**Requirement**
Within the material below, how many lines carry the word "Rejected"? Answer with a single number.

**Data provided**
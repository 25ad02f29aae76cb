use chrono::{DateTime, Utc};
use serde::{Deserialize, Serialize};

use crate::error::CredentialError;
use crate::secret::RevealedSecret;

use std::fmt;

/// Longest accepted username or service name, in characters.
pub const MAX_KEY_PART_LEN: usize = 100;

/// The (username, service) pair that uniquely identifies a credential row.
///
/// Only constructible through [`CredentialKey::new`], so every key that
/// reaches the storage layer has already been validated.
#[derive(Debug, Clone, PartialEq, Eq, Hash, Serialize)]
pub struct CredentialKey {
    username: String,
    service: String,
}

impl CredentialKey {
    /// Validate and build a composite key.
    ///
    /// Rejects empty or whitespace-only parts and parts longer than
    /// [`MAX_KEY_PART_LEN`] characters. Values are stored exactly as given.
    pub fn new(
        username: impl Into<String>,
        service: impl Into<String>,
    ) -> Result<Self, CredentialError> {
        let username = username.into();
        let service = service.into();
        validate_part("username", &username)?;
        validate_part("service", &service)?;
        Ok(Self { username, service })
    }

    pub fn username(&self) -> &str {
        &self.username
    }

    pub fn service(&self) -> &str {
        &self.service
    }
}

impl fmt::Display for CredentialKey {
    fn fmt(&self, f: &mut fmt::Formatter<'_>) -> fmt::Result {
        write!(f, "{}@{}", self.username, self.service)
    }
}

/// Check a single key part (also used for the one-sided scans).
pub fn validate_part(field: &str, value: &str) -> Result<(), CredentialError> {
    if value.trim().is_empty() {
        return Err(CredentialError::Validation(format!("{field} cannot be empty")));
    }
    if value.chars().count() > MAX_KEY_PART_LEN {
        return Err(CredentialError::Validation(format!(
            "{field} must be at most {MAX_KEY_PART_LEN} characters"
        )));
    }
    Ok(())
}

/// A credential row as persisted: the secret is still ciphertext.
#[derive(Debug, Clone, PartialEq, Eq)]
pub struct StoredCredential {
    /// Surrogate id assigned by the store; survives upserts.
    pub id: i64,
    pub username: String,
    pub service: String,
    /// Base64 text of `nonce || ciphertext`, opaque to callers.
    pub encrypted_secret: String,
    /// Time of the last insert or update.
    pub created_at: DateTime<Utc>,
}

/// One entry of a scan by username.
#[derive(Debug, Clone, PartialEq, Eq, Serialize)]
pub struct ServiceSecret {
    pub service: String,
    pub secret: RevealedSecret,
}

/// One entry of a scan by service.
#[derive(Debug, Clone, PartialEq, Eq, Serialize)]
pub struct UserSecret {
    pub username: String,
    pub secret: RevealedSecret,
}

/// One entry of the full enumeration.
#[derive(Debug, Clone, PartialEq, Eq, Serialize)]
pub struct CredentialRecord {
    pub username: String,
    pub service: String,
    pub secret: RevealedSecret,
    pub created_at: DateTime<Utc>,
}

==

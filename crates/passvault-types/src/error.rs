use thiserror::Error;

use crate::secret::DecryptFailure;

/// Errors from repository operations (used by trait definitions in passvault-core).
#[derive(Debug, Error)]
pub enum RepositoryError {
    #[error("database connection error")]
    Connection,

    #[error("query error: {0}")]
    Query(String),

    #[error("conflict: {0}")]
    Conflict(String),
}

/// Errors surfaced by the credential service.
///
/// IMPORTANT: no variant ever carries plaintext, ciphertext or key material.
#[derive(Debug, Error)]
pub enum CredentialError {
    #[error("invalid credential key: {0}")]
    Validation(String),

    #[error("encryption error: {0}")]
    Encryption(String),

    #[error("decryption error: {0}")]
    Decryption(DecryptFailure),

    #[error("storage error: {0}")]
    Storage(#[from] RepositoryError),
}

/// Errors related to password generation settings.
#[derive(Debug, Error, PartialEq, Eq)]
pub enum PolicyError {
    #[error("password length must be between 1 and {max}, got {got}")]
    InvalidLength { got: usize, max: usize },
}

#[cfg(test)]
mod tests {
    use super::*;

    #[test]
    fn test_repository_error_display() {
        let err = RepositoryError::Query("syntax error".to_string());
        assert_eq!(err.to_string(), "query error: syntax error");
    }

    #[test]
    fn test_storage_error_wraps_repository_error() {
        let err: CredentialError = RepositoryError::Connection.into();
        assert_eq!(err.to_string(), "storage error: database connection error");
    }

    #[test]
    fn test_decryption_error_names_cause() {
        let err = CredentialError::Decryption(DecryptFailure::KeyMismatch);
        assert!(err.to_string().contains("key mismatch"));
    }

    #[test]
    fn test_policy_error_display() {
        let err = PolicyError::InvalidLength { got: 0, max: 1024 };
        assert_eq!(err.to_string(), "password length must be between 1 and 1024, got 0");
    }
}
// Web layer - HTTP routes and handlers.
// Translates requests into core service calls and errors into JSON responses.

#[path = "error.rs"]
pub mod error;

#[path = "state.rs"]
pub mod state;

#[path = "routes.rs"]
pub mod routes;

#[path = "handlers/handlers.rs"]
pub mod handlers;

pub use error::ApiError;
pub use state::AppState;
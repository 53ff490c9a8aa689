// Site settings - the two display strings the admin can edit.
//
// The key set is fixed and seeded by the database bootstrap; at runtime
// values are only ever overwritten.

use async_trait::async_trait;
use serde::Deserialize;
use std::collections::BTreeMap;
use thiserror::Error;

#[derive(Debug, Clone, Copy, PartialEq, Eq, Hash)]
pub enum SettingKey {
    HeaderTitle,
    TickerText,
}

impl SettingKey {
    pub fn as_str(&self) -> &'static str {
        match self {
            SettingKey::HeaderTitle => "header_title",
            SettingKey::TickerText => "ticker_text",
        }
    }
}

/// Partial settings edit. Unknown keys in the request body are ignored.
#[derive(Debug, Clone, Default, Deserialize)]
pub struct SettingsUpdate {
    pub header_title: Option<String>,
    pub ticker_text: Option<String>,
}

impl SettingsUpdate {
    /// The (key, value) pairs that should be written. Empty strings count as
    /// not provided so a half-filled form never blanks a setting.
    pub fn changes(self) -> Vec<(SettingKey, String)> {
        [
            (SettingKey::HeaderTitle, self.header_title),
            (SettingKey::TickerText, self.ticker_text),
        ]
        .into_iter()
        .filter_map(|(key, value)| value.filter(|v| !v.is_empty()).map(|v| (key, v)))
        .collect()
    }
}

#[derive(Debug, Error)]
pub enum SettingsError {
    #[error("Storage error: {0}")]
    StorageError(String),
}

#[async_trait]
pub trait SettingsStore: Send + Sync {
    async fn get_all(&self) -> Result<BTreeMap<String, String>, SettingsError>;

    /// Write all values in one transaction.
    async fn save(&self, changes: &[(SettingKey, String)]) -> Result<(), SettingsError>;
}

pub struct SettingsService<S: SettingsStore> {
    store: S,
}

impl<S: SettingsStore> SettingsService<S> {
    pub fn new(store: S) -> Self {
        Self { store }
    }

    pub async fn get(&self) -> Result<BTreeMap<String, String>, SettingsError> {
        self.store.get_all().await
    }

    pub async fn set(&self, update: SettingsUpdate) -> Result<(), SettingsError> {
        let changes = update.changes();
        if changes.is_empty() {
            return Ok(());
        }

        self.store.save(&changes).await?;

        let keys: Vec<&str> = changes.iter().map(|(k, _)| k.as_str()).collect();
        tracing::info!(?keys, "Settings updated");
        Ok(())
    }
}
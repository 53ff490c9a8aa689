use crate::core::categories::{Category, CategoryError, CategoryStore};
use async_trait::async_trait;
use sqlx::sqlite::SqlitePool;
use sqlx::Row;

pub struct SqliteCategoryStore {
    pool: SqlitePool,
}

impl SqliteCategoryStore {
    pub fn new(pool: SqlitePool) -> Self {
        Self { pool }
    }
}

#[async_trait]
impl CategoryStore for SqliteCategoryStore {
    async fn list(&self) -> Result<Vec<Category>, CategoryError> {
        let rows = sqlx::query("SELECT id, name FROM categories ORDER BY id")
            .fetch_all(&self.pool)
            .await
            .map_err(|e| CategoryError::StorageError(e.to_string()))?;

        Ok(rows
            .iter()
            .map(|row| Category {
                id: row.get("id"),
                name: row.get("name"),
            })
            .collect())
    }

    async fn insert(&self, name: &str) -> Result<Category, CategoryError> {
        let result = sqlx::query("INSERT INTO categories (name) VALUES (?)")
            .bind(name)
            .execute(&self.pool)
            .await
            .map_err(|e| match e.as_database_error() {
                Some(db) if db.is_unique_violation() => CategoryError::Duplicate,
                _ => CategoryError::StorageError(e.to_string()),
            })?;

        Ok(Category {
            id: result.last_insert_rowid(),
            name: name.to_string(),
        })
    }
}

* * *

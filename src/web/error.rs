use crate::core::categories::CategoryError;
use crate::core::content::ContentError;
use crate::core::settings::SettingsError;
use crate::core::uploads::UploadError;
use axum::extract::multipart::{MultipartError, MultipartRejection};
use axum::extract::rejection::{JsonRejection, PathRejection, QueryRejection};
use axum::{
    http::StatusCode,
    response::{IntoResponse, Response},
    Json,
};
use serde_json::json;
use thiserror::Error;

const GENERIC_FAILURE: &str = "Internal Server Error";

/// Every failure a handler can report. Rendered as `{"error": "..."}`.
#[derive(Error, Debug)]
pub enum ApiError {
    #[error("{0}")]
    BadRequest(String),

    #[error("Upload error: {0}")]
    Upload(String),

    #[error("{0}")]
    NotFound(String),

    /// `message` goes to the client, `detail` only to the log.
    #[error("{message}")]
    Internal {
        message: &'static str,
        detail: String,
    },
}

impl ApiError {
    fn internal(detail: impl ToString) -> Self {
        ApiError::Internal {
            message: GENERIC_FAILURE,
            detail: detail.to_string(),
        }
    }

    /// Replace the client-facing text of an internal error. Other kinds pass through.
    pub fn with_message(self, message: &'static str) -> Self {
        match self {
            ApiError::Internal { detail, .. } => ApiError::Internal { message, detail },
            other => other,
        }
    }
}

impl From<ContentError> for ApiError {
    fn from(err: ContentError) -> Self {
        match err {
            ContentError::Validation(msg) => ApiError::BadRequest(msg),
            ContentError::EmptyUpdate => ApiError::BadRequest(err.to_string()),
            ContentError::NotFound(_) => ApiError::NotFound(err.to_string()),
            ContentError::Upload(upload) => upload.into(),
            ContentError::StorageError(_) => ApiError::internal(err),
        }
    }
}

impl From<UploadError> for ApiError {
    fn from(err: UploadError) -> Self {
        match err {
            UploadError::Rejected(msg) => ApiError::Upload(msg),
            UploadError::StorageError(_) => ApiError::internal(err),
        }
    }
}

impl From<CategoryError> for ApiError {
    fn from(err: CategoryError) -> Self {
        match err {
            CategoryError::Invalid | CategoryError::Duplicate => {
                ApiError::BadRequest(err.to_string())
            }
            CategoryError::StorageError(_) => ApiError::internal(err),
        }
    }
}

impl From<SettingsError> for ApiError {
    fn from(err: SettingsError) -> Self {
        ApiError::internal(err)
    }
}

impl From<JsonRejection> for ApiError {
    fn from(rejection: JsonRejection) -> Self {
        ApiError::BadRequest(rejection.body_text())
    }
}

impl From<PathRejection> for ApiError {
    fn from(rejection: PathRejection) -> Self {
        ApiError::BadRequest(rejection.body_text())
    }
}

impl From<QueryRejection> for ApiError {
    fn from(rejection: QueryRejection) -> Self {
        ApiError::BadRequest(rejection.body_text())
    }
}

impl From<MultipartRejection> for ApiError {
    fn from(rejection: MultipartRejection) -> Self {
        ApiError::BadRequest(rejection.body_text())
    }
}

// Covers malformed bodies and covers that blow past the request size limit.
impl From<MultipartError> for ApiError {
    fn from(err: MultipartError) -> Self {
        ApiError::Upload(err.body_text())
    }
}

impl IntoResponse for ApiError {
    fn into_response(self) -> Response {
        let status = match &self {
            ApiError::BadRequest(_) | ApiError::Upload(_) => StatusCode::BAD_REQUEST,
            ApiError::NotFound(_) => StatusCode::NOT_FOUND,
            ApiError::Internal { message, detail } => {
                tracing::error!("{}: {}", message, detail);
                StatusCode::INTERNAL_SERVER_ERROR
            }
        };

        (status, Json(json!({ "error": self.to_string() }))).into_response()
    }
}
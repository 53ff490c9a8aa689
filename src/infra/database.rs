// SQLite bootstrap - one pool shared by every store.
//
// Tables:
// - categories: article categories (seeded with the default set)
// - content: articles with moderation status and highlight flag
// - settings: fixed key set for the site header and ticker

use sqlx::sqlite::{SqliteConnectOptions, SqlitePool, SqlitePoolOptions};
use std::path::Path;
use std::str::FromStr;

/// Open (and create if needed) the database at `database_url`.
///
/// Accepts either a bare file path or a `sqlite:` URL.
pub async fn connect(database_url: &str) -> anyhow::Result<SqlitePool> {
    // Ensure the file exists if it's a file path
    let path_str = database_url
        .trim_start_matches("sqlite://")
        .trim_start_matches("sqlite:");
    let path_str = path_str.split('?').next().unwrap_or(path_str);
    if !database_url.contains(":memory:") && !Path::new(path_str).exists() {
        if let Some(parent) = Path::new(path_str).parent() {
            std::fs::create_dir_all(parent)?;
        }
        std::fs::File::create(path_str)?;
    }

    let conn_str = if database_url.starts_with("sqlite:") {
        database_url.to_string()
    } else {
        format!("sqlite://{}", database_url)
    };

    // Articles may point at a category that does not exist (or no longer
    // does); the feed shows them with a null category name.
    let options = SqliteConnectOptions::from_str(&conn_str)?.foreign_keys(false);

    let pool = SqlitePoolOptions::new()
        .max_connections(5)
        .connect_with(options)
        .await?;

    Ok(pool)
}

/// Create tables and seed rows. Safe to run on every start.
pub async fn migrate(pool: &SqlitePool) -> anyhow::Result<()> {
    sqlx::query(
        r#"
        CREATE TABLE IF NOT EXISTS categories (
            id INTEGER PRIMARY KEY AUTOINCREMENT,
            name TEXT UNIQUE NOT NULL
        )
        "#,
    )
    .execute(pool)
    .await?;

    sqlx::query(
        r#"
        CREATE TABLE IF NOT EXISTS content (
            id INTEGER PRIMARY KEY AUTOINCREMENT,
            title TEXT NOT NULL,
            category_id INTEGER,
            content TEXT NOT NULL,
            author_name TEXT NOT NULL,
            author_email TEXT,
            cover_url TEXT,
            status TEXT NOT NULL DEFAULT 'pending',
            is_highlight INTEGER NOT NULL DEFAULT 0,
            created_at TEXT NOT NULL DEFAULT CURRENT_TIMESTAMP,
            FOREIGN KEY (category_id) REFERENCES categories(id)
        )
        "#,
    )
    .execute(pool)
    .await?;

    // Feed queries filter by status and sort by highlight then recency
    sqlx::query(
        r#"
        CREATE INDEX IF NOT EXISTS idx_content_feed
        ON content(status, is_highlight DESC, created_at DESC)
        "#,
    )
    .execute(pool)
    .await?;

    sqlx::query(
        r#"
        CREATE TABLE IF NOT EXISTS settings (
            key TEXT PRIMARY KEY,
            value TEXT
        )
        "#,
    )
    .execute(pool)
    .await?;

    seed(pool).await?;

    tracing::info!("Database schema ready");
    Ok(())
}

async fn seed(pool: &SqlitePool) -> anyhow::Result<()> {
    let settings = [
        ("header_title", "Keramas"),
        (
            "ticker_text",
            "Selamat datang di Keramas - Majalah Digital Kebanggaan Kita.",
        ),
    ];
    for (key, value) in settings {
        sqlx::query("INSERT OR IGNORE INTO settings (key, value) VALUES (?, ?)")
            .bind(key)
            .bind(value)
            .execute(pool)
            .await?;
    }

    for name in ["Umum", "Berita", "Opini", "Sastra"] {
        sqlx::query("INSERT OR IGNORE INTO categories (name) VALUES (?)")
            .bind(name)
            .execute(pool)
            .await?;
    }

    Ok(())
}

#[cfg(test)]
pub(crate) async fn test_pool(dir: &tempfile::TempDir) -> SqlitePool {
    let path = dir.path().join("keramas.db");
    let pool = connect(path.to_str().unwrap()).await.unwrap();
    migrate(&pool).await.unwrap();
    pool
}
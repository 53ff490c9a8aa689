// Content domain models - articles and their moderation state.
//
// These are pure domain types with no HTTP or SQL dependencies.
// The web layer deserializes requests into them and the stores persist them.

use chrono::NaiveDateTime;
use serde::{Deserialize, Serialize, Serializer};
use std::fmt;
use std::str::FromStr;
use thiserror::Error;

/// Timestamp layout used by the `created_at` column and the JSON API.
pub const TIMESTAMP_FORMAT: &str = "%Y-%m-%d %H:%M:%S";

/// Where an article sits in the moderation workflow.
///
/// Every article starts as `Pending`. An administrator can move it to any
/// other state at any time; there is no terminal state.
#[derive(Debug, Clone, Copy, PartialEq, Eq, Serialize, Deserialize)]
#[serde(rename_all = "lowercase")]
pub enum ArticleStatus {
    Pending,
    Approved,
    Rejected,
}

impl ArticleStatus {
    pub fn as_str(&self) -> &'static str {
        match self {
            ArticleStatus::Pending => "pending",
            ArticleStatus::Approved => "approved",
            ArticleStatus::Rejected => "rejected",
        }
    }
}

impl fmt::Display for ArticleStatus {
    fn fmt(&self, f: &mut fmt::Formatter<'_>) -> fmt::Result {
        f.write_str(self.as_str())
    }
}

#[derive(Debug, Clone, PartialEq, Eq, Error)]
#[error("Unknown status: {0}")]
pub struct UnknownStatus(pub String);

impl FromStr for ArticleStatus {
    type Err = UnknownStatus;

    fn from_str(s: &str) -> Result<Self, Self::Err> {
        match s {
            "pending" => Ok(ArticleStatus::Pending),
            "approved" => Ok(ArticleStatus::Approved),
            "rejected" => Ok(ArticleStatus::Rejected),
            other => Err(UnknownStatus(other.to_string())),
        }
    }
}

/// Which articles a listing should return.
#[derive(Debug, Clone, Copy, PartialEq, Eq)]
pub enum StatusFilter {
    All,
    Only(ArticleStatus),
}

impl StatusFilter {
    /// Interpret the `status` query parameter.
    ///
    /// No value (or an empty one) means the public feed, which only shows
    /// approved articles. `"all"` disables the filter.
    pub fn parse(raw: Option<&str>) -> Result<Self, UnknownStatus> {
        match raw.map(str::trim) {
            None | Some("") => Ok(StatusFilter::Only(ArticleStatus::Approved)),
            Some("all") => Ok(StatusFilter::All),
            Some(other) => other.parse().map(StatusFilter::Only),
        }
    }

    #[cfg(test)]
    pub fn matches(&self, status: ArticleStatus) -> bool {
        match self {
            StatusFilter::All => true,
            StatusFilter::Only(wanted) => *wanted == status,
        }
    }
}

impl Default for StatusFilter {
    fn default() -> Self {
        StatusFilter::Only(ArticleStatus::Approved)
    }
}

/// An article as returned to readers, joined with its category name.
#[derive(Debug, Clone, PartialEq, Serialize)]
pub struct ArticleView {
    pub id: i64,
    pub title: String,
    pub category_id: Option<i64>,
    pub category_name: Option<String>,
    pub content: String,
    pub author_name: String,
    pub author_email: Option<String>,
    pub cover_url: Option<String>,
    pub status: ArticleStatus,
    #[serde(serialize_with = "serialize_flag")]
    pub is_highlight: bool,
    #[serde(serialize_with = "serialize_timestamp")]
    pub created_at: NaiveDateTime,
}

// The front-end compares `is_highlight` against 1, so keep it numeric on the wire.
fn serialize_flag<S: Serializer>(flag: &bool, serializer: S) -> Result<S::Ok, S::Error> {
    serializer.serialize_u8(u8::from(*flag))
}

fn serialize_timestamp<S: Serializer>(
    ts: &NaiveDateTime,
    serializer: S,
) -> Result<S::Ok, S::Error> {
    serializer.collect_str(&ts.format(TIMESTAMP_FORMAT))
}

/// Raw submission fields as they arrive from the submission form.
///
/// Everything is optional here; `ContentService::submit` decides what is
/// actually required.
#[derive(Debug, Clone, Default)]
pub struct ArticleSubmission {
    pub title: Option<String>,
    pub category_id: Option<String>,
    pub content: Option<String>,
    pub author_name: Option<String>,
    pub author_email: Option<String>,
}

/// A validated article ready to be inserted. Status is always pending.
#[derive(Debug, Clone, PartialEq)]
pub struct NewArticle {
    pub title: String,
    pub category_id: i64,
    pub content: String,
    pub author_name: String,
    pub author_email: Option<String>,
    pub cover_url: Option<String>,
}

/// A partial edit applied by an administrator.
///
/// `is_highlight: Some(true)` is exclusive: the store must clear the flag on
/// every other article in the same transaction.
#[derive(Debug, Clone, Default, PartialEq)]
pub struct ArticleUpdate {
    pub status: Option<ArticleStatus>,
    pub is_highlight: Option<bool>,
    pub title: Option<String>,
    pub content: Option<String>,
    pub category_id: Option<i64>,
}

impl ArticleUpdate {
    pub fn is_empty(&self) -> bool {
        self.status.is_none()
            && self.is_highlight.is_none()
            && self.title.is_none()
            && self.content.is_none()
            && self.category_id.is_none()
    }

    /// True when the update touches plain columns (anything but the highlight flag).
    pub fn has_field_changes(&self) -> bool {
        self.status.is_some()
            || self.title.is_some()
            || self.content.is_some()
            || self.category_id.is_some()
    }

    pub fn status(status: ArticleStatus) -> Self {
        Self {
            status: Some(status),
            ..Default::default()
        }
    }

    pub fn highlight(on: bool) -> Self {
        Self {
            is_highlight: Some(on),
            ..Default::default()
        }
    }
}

**Response**
4